If that demand is not complied with, financial sanctions may be imposed, the amount of which may go up to “twice the amount of the irregular investment“.
The PACTE bill
The two main changes foreseen by the PACTE bill are as follows:
- 1. Extension of the business sectors concerned so as to better protect promising sectors. The list of activities would thus be extended to semi-conductors, the space industry, drones, and if related to national security, artificial intelligence, cybersecurity, robotics and mass data storage.
- 2. Stronger sanctions. The Minister will have a wider, more calibrated range of sanctions since he will be able, in the event of non-compliance with his decision and the conditions imposed on the investment, to define additional conditions not provided in the initial agreement or even order the investor to honour his commitments, subject to penalties. The Minister will also be able to take protective measures such as the suspension of voting rights or the investor’s right to receive dividends, or he can appoint an agent commissioned to ensure the protection of national interests within the company.
The regime of financial sanctions will also be modified. The fine determined by the Minister will not be able to exceed the highest of the following amounts: twice the amount of the irregular investment, 10% of the target company’s yearly turnover, €1 million for individuals and €5 million for legal entities.
The PACTE bill will be examined by a Senate committee as from January 2019. We will keep you informed of the conditions for the effective implementation of the new measures having a direct impact on foreign take-over operations of a French company.
Aude Le Tannou specializes in Corporate law. Admitted to the Paris Bar since 2005, she holds two post-graduate degrees in Business Law (University of Paris II – Panthéon Assas) and in International Trade (University of Paris I – Panthéon Sorbonne), as well as an MBA from Sciences Po Paris.
After beginning her carreer at PDGB and Reinhart Marville Torre, in January 2014 she joined Schmidt Brunet Litzler (part of SBKG at the time) as an associate to work alongside Philippe Schmidt in the Corporate law department. She has assisted many entrepreneurs in the structuring, growth and optimization of their businesses, and also in defending their interests in disputes. She has advised French and international companies, managers and investment funds, in raising funds, private equity (growth capital and LBOs), mergers and acquisitions, and alliances (partial asset contributions, joint ventures, business transfers).
“We commend the remarkable work Aude has achieved over the last five years at the firm, and we are pleased to continue this journey with her as a partner, because she shares our standards of excellence and client satisfaction”, says Philippe Schmidt.
“I am pleased to continue contributing to the development of Schmidt Brunet Litzler along with the partners and dynamic teams with whom I share the same values, level of client service and involvement at the international level, and identify with their professional and personal commitment”, adds Aude Le Tannou.

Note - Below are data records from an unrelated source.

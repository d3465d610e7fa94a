//! Profile service
//!
//! Handles profile listing, creation, update and deletion, including avatar uploads.

use gourmet_core::entities::Profile;
use gourmet_core::{DomainError, PageQuery, Snowflake};
use tracing::{info, instrument};
use validator::Validate;

use crate::dto::{CreateProfileRequest, MediaKind, ProfileResponse, UpdateProfileRequest, UploadedFile};

use super::actor::Actor;
use super::context::ServiceContext;
use super::error::ServiceResult;
use super::media::{remove_quietly, StagedMedia};

/// Profile service
pub struct ProfileService<'a> {
    ctx: &'a ServiceContext,
}

impl<'a> ProfileService<'a> {
    /// Create a new ProfileService
    pub fn new(ctx: &'a ServiceContext) -> Self {
        Self { ctx }
    }

    /// List all profiles
    #[instrument(skip(self))]
    pub async fn list(&self, page: PageQuery) -> ServiceResult<Vec<ProfileResponse>> {
        let presenter = self.ctx.presenter();
        let profiles = self.ctx.profile_repo().list(page).await?;
        Ok(profiles.iter().map(|p| presenter.profile(p)).collect())
    }

    /// Profiles owned by the caller
    #[instrument(skip(self))]
    pub async fn my_profiles(&self, actor: Actor) -> ServiceResult<Vec<ProfileResponse>> {
        let presenter = self.ctx.presenter();
        let profile = self.ctx.profile_repo().find_by_user(actor.id).await?;
        Ok(profile.iter().map(|p| presenter.profile(p)).collect())
    }

    /// Get a profile by ID
    #[instrument(skip(self))]
    pub async fn get(&self, profile_id: Snowflake) -> ServiceResult<ProfileResponse> {
        let profile = self.find(profile_id).await?;
        Ok(self.ctx.presenter().profile(&profile))
    }

    /// Create the caller's profile
    ///
    /// The profile always belongs to the caller.
    #[instrument(skip(self, request), fields(user_id = %actor.id))]
    pub async fn create(&self, actor: Actor, request: CreateProfileRequest) -> ServiceResult<ProfileResponse> {
        request.validate()?;
        let CreateProfileRequest { nick_name, img } = request;

        if self.ctx.profile_repo().find_by_user(actor.id).await?.is_some() {
            return Err(DomainError::ProfileAlreadyExists.into());
        }

        let mut profile = Profile::new(self.ctx.generate_id(), actor.id, nick_name);
        let mut staged = StagedMedia::new(self.ctx.media_store());

        let result = async {
            if let Some(img) = &img {
                let path = self.avatar_path(&profile, img)?;
                profile.img = Some(staged.save(&path, &img.bytes).await?);
            }
            self.ctx.profile_repo().create(&profile).await?;
            ServiceResult::Ok(())
        }
        .await;

        if let Err(e) = result {
            staged.rollback().await;
            return Err(e);
        }
        staged.commit().await;

        info!(profile_id = %profile.id, "Profile created");
        Ok(self.ctx.presenter().profile(&profile))
    }

    /// Update a profile
    ///
    /// Omitted fields keep their current value, including the avatar.
    #[instrument(skip(self, request), fields(user_id = %actor.id))]
    pub async fn update(
        &self,
        actor: Actor,
        profile_id: Snowflake,
        request: UpdateProfileRequest,
    ) -> ServiceResult<ProfileResponse> {
        request.validate()?;
        let UpdateProfileRequest { nick_name, img } = request;

        let mut profile = self.find(profile_id).await?;
        actor.ensure_can_modify(profile.user_id)?;

        if let Some(nick_name) = nick_name {
            profile.nick_name = nick_name;
        }

        let mut staged = StagedMedia::new(self.ctx.media_store());
        let result = async {
            if let Some(img) = &img {
                let path = self.avatar_path(&profile, img)?;
                let stored = staged.replace(profile.img.as_deref(), &path, &img.bytes).await?;
                profile.img = Some(stored);
            }
            self.ctx.profile_repo().update(&profile).await?;
            ServiceResult::Ok(())
        }
        .await;

        if let Err(e) = result {
            staged.rollback().await;
            return Err(e);
        }
        staged.commit().await;

        Ok(self.ctx.presenter().profile(&profile))
    }

    /// Delete a profile and its avatar
    #[instrument(skip(self), fields(user_id = %actor.id))]
    pub async fn delete(&self, actor: Actor, profile_id: Snowflake) -> ServiceResult<()> {
        let profile = self.find(profile_id).await?;
        actor.ensure_can_modify(profile.user_id)?;

        self.ctx.profile_repo().delete(profile_id).await?;
        if let Some(img) = &profile.img {
            remove_quietly(self.ctx.media_store(), img).await;
        }

        info!(profile_id = %profile_id, "Profile deleted");
        Ok(())
    }

    async fn find(&self, profile_id: Snowflake) -> ServiceResult<Profile> {
        Ok(self
            .ctx
            .profile_repo()
            .find_by_id(profile_id)
            .await?
            .ok_or(DomainError::ProfileNotFound(profile_id))?)
    }

    fn avatar_path(&self, profile: &Profile, img: &UploadedFile) -> ServiceResult<String> {
        let ext = img.checked_extension(MediaKind::Image, self.ctx.max_upload_bytes())?;
        Ok(Profile::avatar_path(profile.user_id, &profile.nick_name, &ext))
    }
}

Decision by the Social Chamber of the French Supreme Court dated September 12, 2018
(Cass. Soc. 12 September 2018, n° 16-11.690)
As per a September 12, 2018 decision, the French Supreme Court (called “Cour de cassation”) answered the following question: Can an employee who denigrates his/her employer in a limited and closed group on Facebook be dismissed for gross misconduct ?

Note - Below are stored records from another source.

//! Local file system media store

use async_trait::async_trait;
use std::io::ErrorKind;
use std::path::{Component, Path, PathBuf};
use tokio::fs;
use tracing::{debug, instrument};

use gourmet_core::error::DomainError;
use gourmet_core::traits::{MediaStore, RepoResult};

/// Stores media files below a root directory
#[derive(Debug, Clone)]
pub struct LocalMediaStore {
    root: PathBuf,
    media_url: String,
}

impl LocalMediaStore {
    /// Open a store rooted at `root`, creating the directory if needed
    ///
    /// `media_url` is the public prefix files are served under, e.g. `/media/`.
    pub async fn open(root: impl Into<PathBuf>, media_url: &str) -> RepoResult<Self> {
        let root = root.into();
        fs::create_dir_all(&root).await.map_err(|e| {
            DomainError::StorageError(format!("cannot create {}: {e}", root.display()))
        })?;

        let media_url = if media_url.ends_with('/') {
            media_url.to_string()
        } else {
            format!("{media_url}/")
        };

        Ok(Self { root, media_url })
    }

    pub fn root(&self) -> &Path {
        &self.root
    }

    /// Resolve a relative media path below the root
    ///
    /// Only plain relative components are accepted, so `..`, `.` and absolute
    /// paths cannot escape the root.
    fn resolve(&self, path: &str) -> RepoResult<PathBuf> {
        let relative = Path::new(path);
        let valid = !path.is_empty()
            && !path.contains('\\')
            && relative
                .components()
                .all(|c| matches!(c, Component::Normal(_)));

        if valid {
            Ok(self.root.join(relative))
        } else {
            Err(DomainError::InvalidMediaPath(path.to_string()))
        }
    }
}

#[async_trait]
impl MediaStore for LocalMediaStore {
    #[instrument(skip(self, content), fields(size = content.len()))]
    async fn save(&self, path: &str, content: &[u8]) -> RepoResult<String> {
        let full = self.resolve(path)?;

        // Create parent directories if they don't exist
        if let Some(parent) = full.parent() {
            fs::create_dir_all(parent)
                .await
                .map_err(|e| DomainError::StorageError(e.to_string()))?;
        }

        fs::write(&full, content)
            .await
            .map_err(|e| DomainError::StorageError(e.to_string()))?;

        debug!(path, "Media file stored");
        Ok(path.to_string())
    }

    #[instrument(skip(self))]
    async fn delete(&self, path: &str) -> RepoResult<()> {
        let full = self.resolve(path)?;

        match fs::remove_file(&full).await {
            Ok(()) => Ok(()),
            Err(e) if e.kind() == ErrorKind::NotFound => {
                Err(DomainError::MediaNotFound(path.to_string()))
            }
            Err(e) => Err(DomainError::StorageError(e.to_string())),
        }
    }

    fn url(&self, path: &str) -> String {
        format!("{}{}", self.media_url, path.trim_start_matches('/'))
    }

    async fn health_check(&self) -> RepoResult<()> {
        let metadata = fs::metadata(&self.root)
            .await
            .map_err(|e| DomainError::StorageError(e.to_string()))?;

        if !metadata.is_dir() {
            return Err(DomainError::StorageError(format!(
                "{} is not a directory",
                self.root.display()
            )));
        }
        if metadata.permissions().readonly() {
            return Err(DomainError::StorageError(format!(
                "{} is read-only",
                self.root.display()
            )));
        }

        Ok(())
    }
}

#[cfg(test)]
mod tests {
    use super::*;
    use tempfile::TempDir;

    async fn store() -> (TempDir, LocalMediaStore) {
        let dir = TempDir::new().unwrap();
        let store = LocalMediaStore::open(dir.path().join("media"), "/media")
            .await
            .unwrap();
        (dir, store)
    }

    #[tokio::test]
    async fn test_save_creates_parent_directories() {
        let (_dir, store) = store().await;

        let stored = store.save("posts/photos/7.jpg", b"jpeg").await.unwrap();
        assert_eq!(stored, "posts/photos/7.jpg");

        let written = fs::read(store.root().join("posts/photos/7.jpg")).await.unwrap();
        assert_eq!(written, b"jpeg");
    }

    #[tokio::test]
    async fn test_save_overwrites_existing_file() {
        let (_dir, store) = store().await;

        store.save("avatars/1taro.png", b"old").await.unwrap();
        store.save("avatars/1taro.png", b"new").await.unwrap();

        let written = fs::read(store.root().join("avatars/1taro.png")).await.unwrap();
        assert_eq!(written, b"new");
    }

    #[tokio::test]
    async fn test_delete() {
        let (_dir, store) = store().await;
        store.save("posts/models/7.glb", b"glTF").await.unwrap();

        store.delete("posts/models/7.glb").await.unwrap();
        assert!(!store.root().join("posts/models/7.glb").exists());

        let err = store.delete("posts/models/7.glb").await.unwrap_err();
        assert!(matches!(err, DomainError::MediaNotFound(_)));
    }

    #[tokio::test]
    async fn test_rejects_paths_outside_root() {
        let (_dir, store) = store().await;

        for path in ["../escape.png", "/etc/passwd", "avatars/../../x", "./a.png", "", "a\\..\\b"] {
            let err = store.save(path, b"x").await.unwrap_err();
            assert!(
                matches!(err, DomainError::InvalidMediaPath(_)),
                "{path} should be rejected"
            );
        }
    }

    #[tokio::test]
    async fn test_url_uses_media_prefix() {
        let (_dir, store) = store().await;
        assert_eq!(store.url("avatars/1taro.png"), "/media/avatars/1taro.png");
    }

    #[tokio::test]
    async fn test_health_check() {
        let (_dir, store) = store().await;
        assert!(store.health_check().await.is_ok());

        let missing = LocalMediaStore {
            root: PathBuf::from("/definitely/not/here"),
            media_url: "/media/".to_string(),
        };
        assert!(missing.health_check().await.is_err());
    }
}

In the case at hand, an employee created a closed group on Facebook entitled “Extermination des Directrices chieuses” (Extermination of Crappy Directors) in which the employee made insulting and threatening remarks about her immediate supervisor. Upon becoming aware of the remarks, the employer dismissed the employee for gross misconduct.

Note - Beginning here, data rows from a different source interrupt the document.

//! Restaurant reference entity

use crate::value_objects::Snowflake;

#[derive(Debug, Clone, PartialEq, Eq)]
pub struct Restaurant {
    pub id: Snowflake,
    pub name: String,
    pub location: String,
}

impl Restaurant {
    pub fn new(id: Snowflake, name: String, location: String) -> Self {
        Self { id, name, location }
    }
}
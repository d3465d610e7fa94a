//! JWT utilities for authentication
//!
//! Provides token encoding, decoding, and validation using the `jsonwebtoken` crate.
//! Access and refresh tokens carry a `token_type` claim and are not interchangeable.

use chrono::{Duration, Utc};
use gourmet_core::Snowflake;
use jsonwebtoken::{decode, encode, DecodingKey, EncodingKey, Header, Validation};
use serde::{Deserialize, Serialize};

use crate::error::AppError;

/// Token type enum
#[derive(Debug, Clone, Copy, PartialEq, Eq, Serialize, Deserialize)]
#[serde(rename_all = "snake_case")]
pub enum TokenType {
    Access,
    Refresh,
}

/// JWT claims structure
#[derive(Debug, Clone, Serialize, Deserialize)]
pub struct Claims {
    /// Subject (user ID)
    pub sub: String,
    /// Issued at (Unix timestamp)
    pub iat: i64,
    /// Expiration time (Unix timestamp)
    pub exp: i64,
    pub token_type: TokenType,
}

impl Claims {
    /// Get the user ID as a Snowflake
    ///
    /// # Errors
    /// Returns an error if the subject cannot be parsed as a Snowflake
    pub fn user_id(&self) -> Result<Snowflake, AppError> {
        self.sub.parse().map_err(|_| AppError::InvalidToken)
    }

    #[must_use]
    pub fn is_access_token(&self) -> bool {
        self.token_type == TokenType::Access
    }

    #[must_use]
    pub fn is_refresh_token(&self) -> bool {
        self.token_type == TokenType::Refresh
    }
}

/// Access and refresh token issued together at login
#[derive(Debug, Clone, Serialize)]
pub struct TokenPair {
    pub refresh: String,
    pub access: String,
}

/// JWT service for encoding and decoding tokens
#[derive(Clone)]
pub struct JwtService {
    encoding_key: EncodingKey,
    decoding_key: DecodingKey,
    access_token_expiry: i64,
    refresh_token_expiry: i64,
}

impl JwtService {
    /// Create a new JWT service with the given secret and expiry times (seconds)
    #[must_use]
    pub fn new(secret: &str, access_token_expiry: i64, refresh_token_expiry: i64) -> Self {
        Self {
            encoding_key: EncodingKey::from_secret(secret.as_bytes()),
            decoding_key: DecodingKey::from_secret(secret.as_bytes()),
            access_token_expiry,
            refresh_token_expiry,
        }
    }

    /// Generate a token pair for a user
    ///
    /// # Errors
    /// Returns an error if token encoding fails
    pub fn generate_token_pair(&self, user_id: Snowflake) -> Result<TokenPair, AppError> {
        Ok(TokenPair {
            refresh: self.encode_token(user_id, TokenType::Refresh)?,
            access: self.encode_token(user_id, TokenType::Access)?,
        })
    }

    /// Generate a standalone access token
    ///
    /// # Errors
    /// Returns an error if token encoding fails
    pub fn generate_access_token(&self, user_id: Snowflake) -> Result<String, AppError> {
        self.encode_token(user_id, TokenType::Access)
    }

    fn encode_token(&self, user_id: Snowflake, token_type: TokenType) -> Result<String, AppError> {
        let now = Utc::now();
        let expiry = match token_type {
            TokenType::Access => self.access_token_expiry,
            TokenType::Refresh => self.refresh_token_expiry,
        };

        let exp = Duration::try_seconds(expiry)
            .and_then(|lifetime| now.checked_add_signed(lifetime))
            .ok_or_else(|| AppError::Internal(anyhow::anyhow!("Token lifetime out of range")))?;

        let claims = Claims {
            sub: user_id.to_string(),
            iat: now.timestamp(),
            exp: exp.timestamp(),
            token_type,
        };

        encode(&Header::default(), &claims, &self.encoding_key)
            .map_err(|_| AppError::Internal(anyhow::anyhow!("Failed to encode JWT")))
    }

    /// Decode and validate a JWT token of either type
    ///
    /// # Errors
    /// Returns an error if the token is invalid or expired
    pub fn decode_token(&self, token: &str) -> Result<Claims, AppError> {
        let mut validation = Validation::default();
        validation.leeway = 0;

        let token_data = decode::<Claims>(token, &self.decoding_key, &validation).map_err(|e| {
            match e.kind() {
                jsonwebtoken::errors::ErrorKind::ExpiredSignature => AppError::TokenExpired,
                _ => AppError::InvalidToken,
            }
        })?;

        Ok(token_data.claims)
    }

    /// Validate an access token and return the claims
    ///
    /// # Errors
    /// Returns an error if the token is invalid, expired, or not an access token
    pub fn validate_access_token(&self, token: &str) -> Result<Claims, AppError> {
        let claims = self.decode_token(token)?;

        if !claims.is_access_token() {
            return Err(AppError::InvalidToken);
        }

        Ok(claims)
    }

    /// Validate a refresh token and return the claims
    ///
    /// # Errors
    /// Returns an error if the token is invalid, expired, or not a refresh token
    pub fn validate_refresh_token(&self, token: &str) -> Result<Claims, AppError> {
        let claims = self.decode_token(token)?;

        if !claims.is_refresh_token() {
            return Err(AppError::InvalidToken);
        }

        Ok(claims)
    }
}

impl std::fmt::Debug for JwtService {
    fn fmt(&self, f: &mut std::fmt::Formatter<'_>) -> std::fmt::Result {
        f.debug_struct("JwtService")
            .field("access_token_expiry", &self.access_token_expiry)
            .field("refresh_token_expiry", &self.refresh_token_expiry)
            .finish_non_exhaustive()
    }
}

The Supreme Court confirmed the Court of Appeal decision, ruling that the dismissal was without good and sufficient cause, and therefore unjustified, as the remarks had been posted in a closed group to a limited number of people. In fact, the group had been set up by the employee and could only be accessed by people she had authorised, namely 14 people. As such, the Supreme Court ruled that it was a private conversation.
The Supreme Court clearly made a distinction between public remarks (open groups, large number of people) and private remarks (closed group, limited number of people) to justify a dismissal for gross misconduct.
This decision deserves credit for dispelling certain doubts that existed before, since this is the first time the Supreme Court has ruled on the legitimate character of a disciplinary dismissal for a cause such as this one. However, it gives rise to other questions.
Indeed, as the Supreme Court retained two cumulative conditions, both the closed group and the limited number of people, it is logical to wonder if the decision would have been the same if the closed group had been made up of a large number of members or if the group members had been the company’s employees.
Bénédicte Litzler will attend to the 26th Conference of Avocats Conseils d’Entreprises, on the 27th and 28th of September in Antibes.
Member of the Social Law commission, she will be part of all Social Law Workshops.
For the past several months, French legislators (deputies) have sought to implement a tax break on transfers by gift or inheritance.
To this end, last May, legislators introduced a bill mainly aimed at increasing the tax allowance beyond which an inheritance or a gift is taxed, raising it from €100,000 to €159,325.
Those legislators also proposed to apply tax allowances every 10 years instead of every 15 years as is currently the case in effect.
Although the bill has not been voted on, it now seems to have little chance of being passed.
In answering two ministerial questions raised, the French Government expressed its intention of not changing those tax rules.
As per the increase of the current €100,000-allowance, the Ministry of Economy and Finance considers that the amount is “very close to the median net assets of all households, which, according to the INSEE, reached €113,900 per household in early 2015” and “that, on its own, it results in a very large majority of transfers being tax exempt“.
As for the time period related to past gifts, the Ministry considers that the current time period is adequate, and as a reminder points out that “contrary to the sentiment expressed by (public) opinion, over three-fourths of inheritances are exempt from the payment of gift or inheritance tax.”
It is therefore in the best interest of taxpayers with a substantial estate to plan the transfer of their assets to their descendants in advance.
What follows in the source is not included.